Defenders of Governor’s School say the program encourages teen-agers to challenge the thinking behind the issues they have been taught. Veterans of the school, even those who attend similar programs in other states, call themselves “Govies,” to recognize their fellowship in the special fraternity.

But some parents have complained that their children return from Governor’s School turned against them, and in rebellion against the values their parents have taught them.

The Burrows family was the subject of an article about a seminar conducted last year at Governor’s School West entitled “The New Gay Teenager,” after their son returned home and told his parents that he was confused in his beliefs about the homosexual lifestyle. Two other sets of parents interviewed by Carolina Journal said their sons returned from the program in recent years and announced their homosexuality and rejection of their parents’ beliefs about their new lifestyle, among other views.

“There seemed to be one particular buzz word,” said one mother, who was granted anonymity because of her sensitive relationship with her son, who attended in 2003. “Your truth is not my truth.”

Defense of seminars, balance

Governor’s School officials strongly deny any bias or “indoctrination” of students, which showed in correspondence among DPI staff after the original CJ stories about a controversial seminar on homosexuality conducted last year at Governor’s School West in Winston-Salem were published.

“There is a common (and unfortunately growing) misconception among those unfamiliar with advanced education that the mere presentation of an idea is tantamount to an institutional endorsement of it,” wrote Dr. James Grymes, a musicology professor at UNC-Charlotte and onsite director for Governor’s School East, in an e-mail defending the overall program. “The Governor’s School mission is not one that advocates specific positions, but one that advocates exposure to as many positions as possible…. Each individual student is then encouraged to come to his or her own conclusions about the merits of each position.”
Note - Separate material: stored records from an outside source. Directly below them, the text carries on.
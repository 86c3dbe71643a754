//! The Glicko-2 g and E functions and the weighted aggregation steps
//!
//! Every opponent carries a weight so that one team game can be decomposed
//! into fractional pairwise comparisons without inflating the total amount
//! of evidence a single game provides.

use super::scale::Glicko2Scale;

/// Threshold below which the accumulated inverse variance counts as "no
/// informative opponents"
const VARIANCE_EPSILON: f64 = 1e-6;

/// Sentinel variance returned when no opponent contributed information
const DEGENERATE_VARIANCE: f64 = 1e6;

/// Dampening factor for an opponent's influence based on their uncertainty
pub fn g(phi: f64) -> f64 {
    1.0 / (1.0 + 3.0 * phi * phi / (std::f64::consts::PI * std::f64::consts::PI)).sqrt()
}

/// Expected score of a player at `mu` against opponent `(mu_j, phi_j)`
pub fn expected_score(mu: f64, mu_j: f64, phi_j: f64) -> f64 {
    1.0 / (1.0 + (-g(phi_j) * (mu - mu_j)).exp())
}

/// Estimated variance of the player's rating from the weighted outcomes
///
/// Returns a large sentinel instead of dividing by a near-zero accumulator
/// when the opponents carry no usable information.
pub fn variance(mu: f64, opponents: &[Glicko2Scale], weights: &[f64]) -> f64 {
    let mut v_inv = 0.0;
    for (opp, &w) in opponents.iter().zip(weights) {
        let g_j = g(opp.phi);
        let e_j = expected_score(mu, opp.mu, opp.phi);
        v_inv += w * g_j * g_j * e_j * (1.0 - e_j);
    }

    if v_inv < VARIANCE_EPSILON {
        return DEGENERATE_VARIANCE;
    }

    1.0 / v_inv
}

/// Weighted sum of outcome surprises, `Σ w_j·g(phi_j)·(s_j − E_j)`
///
/// This is the quantity the rating moves along; `delta` below scales it by
/// the variance.
pub fn outcome_sum(mu: f64, opponents: &[Glicko2Scale], results: &[f64], weights: &[f64]) -> f64 {
    let mut sum = 0.0;
    for ((opp, &s), &w) in opponents.iter().zip(results).zip(weights) {
        sum += w * g(opp.phi) * (s - expected_score(mu, opp.mu, opp.phi));
    }
    sum
}

/// Estimated rating improvement, `v · Σ w_j·g(phi_j)·(s_j − E_j)`
pub fn delta(mu: f64, v: f64, opponents: &[Glicko2Scale], results: &[f64], weights: &[f64]) -> f64 {
    v * outcome_sum(mu, opponents, results, weights)
}
//! Single-player Glicko-2 rating update
//!
//! Transforms one player's prior triple plus a weighted set of pseudo-match
//! outcomes into a posterior triple. Opponent ratings are always the
//! pre-game values; callers must not feed already-updated opponents back in.

use super::math::{outcome_sum, variance};
use super::scale::Glicko2Scale;
use super::volatility;
use crate::config::Glicko2Config;
use crate::error::Result;
use crate::types::PlayerRating;

/// Apply one rating period to a player
///
/// `opponents`, `results` and `weights` are parallel slices: result 1.0 is
/// a win, 0.5 a draw, 0.0 a loss against that opponent. An empty opponent
/// list takes the "no games observed" path, which inflates the deviation
/// and leaves rating and volatility untouched.
pub fn update_rating(
    player: &PlayerRating,
    opponents: &[PlayerRating],
    results: &[f64],
    weights: &[f64],
    config: &Glicko2Config,
) -> Result<PlayerRating> {
    debug_assert_eq!(opponents.len(), results.len());
    debug_assert_eq!(opponents.len(), weights.len());

    let scale = Glicko2Scale::from(player);

    if opponents.is_empty() {
        // No games observed: uncertainty grows with the elapsed period
        let phi_star = (scale.phi * scale.phi + player.sigma * player.sigma).sqrt();
        let (rating, rd) = Glicko2Scale {
            mu: scale.mu,
            phi: phi_star,
        }
        .to_public();
        return Ok(PlayerRating {
            player_id: player.player_id,
            rating,
            rd,
            sigma: player.sigma,
        });
    }

    let opponent_scales: Vec<Glicko2Scale> = opponents.iter().map(Glicko2Scale::from).collect();

    let v = variance(scale.mu, &opponent_scales, weights);
    let surprise = outcome_sum(scale.mu, &opponent_scales, results, weights);
    let delta = v * surprise;

    let sigma_new = volatility::solve(scale.phi, player.sigma, v, delta, config)?;

    let phi_star = (scale.phi * scale.phi + sigma_new * sigma_new).sqrt();
    let phi_new = 1.0 / (1.0 / (phi_star * phi_star) + 1.0 / v).sqrt();
    let mu_new = scale.mu + phi_new * phi_new * surprise;

    let (rating, rd) = Glicko2Scale {
        mu: mu_new,
        phi: phi_new,
    }
    .to_public();

    Ok(PlayerRating {
        player_id: player.player_id,
        rating,
        rd,
        sigma: sigma_new,
    })
}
Lucy Milner, onsite director at the West school, also defended the overall program’s offerings.

“We do try to have balanced points of view in our outside presenters and in our faculty,” she wrote in similar e-mail correspondence. “There is a great diversity in our faculty and staff.”

Advocacy of ideas, too

Complaints about Governor’s School haven’t been limited to discussions of sexual orientation. As with many public universities, some have observed a strong liberal political outlook from chosen speakers and instructors.

“I didn’t want to go at first, but my parents thought it would be a good learning experience,” said Ashley Mixon, a high school senior from Onslow County who attended Governor’s School West last year.

She said the first mandatory seminar for all students was led by Svi Shapiro, a University of North Carolina at Greensboro education professor whom she said “set the tone for what Governor’s School was going to be.”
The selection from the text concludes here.